2009年3月22日日曜日

卵巣ガンと保険適用

一昨日は産婦人科の学生向けの特別講義で、地元の卵巣ガン患者団体のおばさんたちが3人、話をしにきた。いろいろな病院・医学部・一般人向けのセミナーを通して、卵巣ガンの初期症状(腹部の鼓張、膨満、尿意切迫・頻尿、食欲減退・満腹感、腹部・骨盤部の痛み)について教育して回っているのだそうだ。そして、それぞれ自分の診断にいたった経過を話してくださった。



あるおばさんは、理想的な診断だったという。症状を呈して医者にいったら、すぐに放射線科で検査を受けて、治療も2週間以内に開始できたという(このおばさんは連邦政府職員というから、まともな健康保険なのではあるが)。



もう一人のおばさんは、2年以上にもわたって家庭医に無視され続けて、ついにしびれを切らせて専門家にいったら、全身に転移したステージ4だったという。卵巣ガンなどと相関のあるCA-125という糖蛋白マーカーがあるのだが、診断時にはそれが正常値の50倍以上であったという。「私、インターネットで症状を調べていたんです。それで何度、家庭医にCA-125を測定してください、ってお願いしたことでしょう。でも、必要ない、きっとただの逆流症状ですよ、と無視され続けたんですわ。あなたたちは、患者のいうことにもうちょっと耳を傾けるようにしてくださいね。」

このおばさんがわかっていないのは、「CA-125は卵巣ガンのスクリーニングには有効でない」という「エビデンス」が存在していて、それを根拠にたいていの保険屋は、スクリーニング目的ではこの検査に全く支払いがない、ということなのだ。つまり、家庭医の医院でもしもこの患者にCA-125検査を行っていたら、家庭医には一銭も検査費が戻ってこない、つまり、医院にとっては完全なる赤字検査である、ということである。症状がどうであれ、保険屋には関係ない。たとえ検査結果がHH(very high,とても陽性)で、その後卵巣ガンであることが判明したとしても、保険屋には関係ない、100%医院持ちということになる。
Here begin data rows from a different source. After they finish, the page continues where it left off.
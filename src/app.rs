use anyhow::{Context, Result};

use logsift_logs::{FileLineSink, FileLineSource, LogFilter, ScanReport};

use crate::config::RunConfig;

/// How a run ended
#[derive(Debug, PartialEq, Eq)]
pub enum Outcome {
    /// The input file was not there; nothing was read or written
    MissingInput,
    Completed(ScanReport),
}

/// Filter the configured input file into the configured output file
pub fn execute(config: &RunConfig) -> Result<Outcome> {
    if !config.input.exists() {
        tracing::warn!(path = %config.input.display(), "input file not found");
        return Ok(Outcome::MissingInput);
    }

    if config.criteria.is_empty() {
        tracing::info!("no filters given, every valid entry will be written");
    }
    tracing::info!(
        input = %config.input.display(),
        output = %config.output.display(),
        level = ?config.criteria.level,
        service = ?config.criteria.service,
        "filtering logs"
    );

    let mut source = FileLineSource::open(&config.input)
        .with_context(|| format!("failed to open {}", config.input.display()))?;
    let mut sink = FileLineSink::new(&config.output);

    let report = LogFilter::new(config.criteria.clone())
        .run(&mut source, &mut sink)
        .with_context(|| {
            format!(
                "failed to filter {} into {}",
                config.input.display(),
                config.output.display()
            )
        })?;

    Ok(Outcome::Completed(report))
}

/// Lines printed to stdout once a run finishes
pub fn summary(outcome: &Outcome, config: &RunConfig, input_name: &str) -> Vec<String> {
    match outcome {
        Outcome::MissingInput => vec![format!(
            "ERROR: Cannot find {input_name}. Put {input_name} in the working directory."
        )],
        Outcome::Completed(report) => vec![
            format!("Valid lines scanned: {}", report.total_valid_scanned),
            format!("Lines written: {}", report.lines_written),
            format!("Output file: {}", config.output_name()),
        ],
    }
}
use std::collections::VecDeque;
use std::fs::File;
use std::io::{self, BufRead, BufReader, BufWriter, Write};
use std::path::{Path, PathBuf};

/// Source of raw input lines
pub trait LineSource {
    /// Read the next raw line, or `None` once the input is exhausted
    fn next_line(&mut self) -> io::Result<Option<String>>;
}

/// Destination for formatted output lines
pub trait LineSink {
    /// Write every line, each followed by a single newline
    fn write_lines(&mut self, lines: &[String]) -> io::Result<()>;
}

/// Buffered line reader over a file
///
/// `\n`, `\r\n` and a bare `\r` all end a line.
pub struct FileLineSource {
    reader: BufReader<File>,
    pending: VecDeque<String>,
    buf: Vec<u8>,
}

impl FileLineSource {
    pub fn open(path: impl AsRef<Path>) -> io::Result<Self> {
        let file = File::open(path)?;
        Ok(Self {
            reader: BufReader::new(file),
            pending: VecDeque::new(),
            buf: Vec::new(),
        })
    }

    /// Read up to the next `\n` and queue every line in that chunk
    fn fill(&mut self) -> io::Result<bool> {
        self.buf.clear();
        if self.reader.read_until(b'\n', &mut self.buf)? == 0 {
            return Ok(false);
        }

        let chunk = std::str::from_utf8(&self.buf)
            .map_err(|e| io::Error::new(io::ErrorKind::InvalidData, e))?;
        let chunk = chunk.strip_suffix('\n').unwrap_or(chunk);
        let chunk = chunk.strip_suffix('\r').unwrap_or(chunk);

        self.pending.extend(chunk.split('\r').map(str::to_string));
        Ok(true)
    }
}

impl LineSource for FileLineSource {
    fn next_line(&mut self) -> io::Result<Option<String>> {
        while self.pending.is_empty() {
            if !self.fill()? {
                return Ok(None);
            }
        }
        Ok(self.pending.pop_front())
    }
}

/// Writes output to a file, truncating whatever was there before
///
/// The file is only created when `write_lines` is called.
#[derive(Clone, Debug)]
pub struct FileLineSink {
    path: PathBuf,
}

impl FileLineSink {
    pub fn new(path: impl Into<PathBuf>) -> Self {
        Self { path: path.into() }
    }
}

impl LineSink for FileLineSink {
    fn write_lines(&mut self, lines: &[String]) -> io::Result<()> {
        let mut out = BufWriter::new(File::create(&self.path)?);
        for line in lines {
            out.write_all(line.as_bytes())?;
            out.write_all(b"\n")?;
        }
        out.flush()
    }
}

/// In-memory line source
#[derive(Clone, Debug, Default)]
pub struct MemorySource {
    lines: VecDeque<String>,
}

impl MemorySource {
    pub fn new<I, S>(lines: I) -> Self
    where
        I: IntoIterator<Item = S>,
        S: Into<String>,
    {
        Self {
            lines: lines.into_iter().map(Into::into).collect(),
        }
    }
}

impl LineSource for MemorySource {
    fn next_line(&mut self) -> io::Result<Option<String>> {
        Ok(self.lines.pop_front())
    }
}

impl LineSink for Vec<String> {
    fn write_lines(&mut self, lines: &[String]) -> io::Result<()> {
        self.extend_from_slice(lines);
        Ok(())
    }
}
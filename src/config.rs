//! Run configuration
//!
//! Values come from command-line flags and, when `--config` names one, a TOML
//! file. Flags take precedence. The input file name is fixed.

use std::fs;
use std::path::{Path, PathBuf};

use serde::Deserialize;

use logsift_logs::FilterCriteria;

/// Input file, read from the working directory
pub const INPUT_FILE: &str = "logs.txt";

/// Output file used when neither the flags nor the config file name one
pub const DEFAULT_OUT: &str = "filtered_logs.txt";

#[derive(Debug, thiserror::Error)]
pub enum ConfigError {
    #[error("config file {} not found", .0.display())]
    NotFound(PathBuf),

    #[error("failed to read config file {}", .path.display())]
    Read {
        path: PathBuf,
        #[source]
        source: std::io::Error,
    },

    #[error("invalid config file {}", .path.display())]
    Parse {
        path: PathBuf,
        #[source]
        source: toml::de::Error,
    },
}

/// Contents of a `--config` file
#[derive(Clone, Debug, Default, PartialEq, Eq, Deserialize)]
#[serde(deny_unknown_fields)]
pub struct FileConfig {
    pub level: Option<String>,
    pub service: Option<String>,
    pub out: Option<PathBuf>,
}

impl FileConfig {
    /// Load a config file named on the command line
    pub fn load(path: &Path) -> Result<Self, ConfigError> {
        if !path.exists() {
            return Err(ConfigError::NotFound(path.to_path_buf()));
        }

        let content = fs::read_to_string(path).map_err(|source| ConfigError::Read {
            path: path.to_path_buf(),
            source,
        })?;
        let config = toml::from_str(&content).map_err(|source| ConfigError::Parse {
            path: path.to_path_buf(),
            source,
        })?;
        tracing::info!(path = %path.display(), "loaded config file");
        Ok(config)
    }
}

/// Values given on the command line
#[derive(Clone, Debug, Default)]
pub struct CliOverrides {
    pub level: Option<String>,
    pub service: Option<String>,
    pub out: Option<PathBuf>,
}

/// Everything a single run needs
#[derive(Clone, Debug, PartialEq, Eq)]
pub struct RunConfig {
    pub input: PathBuf,
    pub output: PathBuf,
    pub criteria: FilterCriteria,
}

impl RunConfig {
    /// Merge flags over file values, relative to the working directory `dir`
    pub fn resolve(cli: CliOverrides, file: FileConfig, dir: &Path) -> Self {
        let level = cli.level.or(file.level);
        let service = cli.service.or(file.service);
        let out = cli
            .out
            .or(file.out)
            .unwrap_or_else(|| PathBuf::from(DEFAULT_OUT));

        Self {
            input: dir.join(INPUT_FILE),
            output: dir.join(out),
            criteria: FilterCriteria::new(level.as_deref(), service.as_deref()),
        }
    }

    /// File name shown in the run summary
    pub fn output_name(&self) -> String {
        self.output
            .file_name()
            .map(|name| name.to_string_lossy().into_owned())
            .unwrap_or_else(|| self.output.display().to_string())
    }
}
つまり、「エビデンス」というのは聞こえはいいし、重要な概念ではあるが、同時に、保険屋のコストカットの手段という側面がぬぐえないのである。一線で「エビデンス」を蓄積している臨床家たちはもちろん、患者のためを思ってやっている。だが同時に、<evidence-based medicineという概念が唱えられ出したのは、アメリカにおいて健康保険が完全資本主義式に転換しつつあった時期と重なっている>という事実も、否めないのだ。

現場で「エビデンス」は、個々人のプロフェショナルとしての判断を奪う手段として、用いられかねないのだ。料理人と、マクドナルドのバイトとの間の距離は、かくして、狭まる。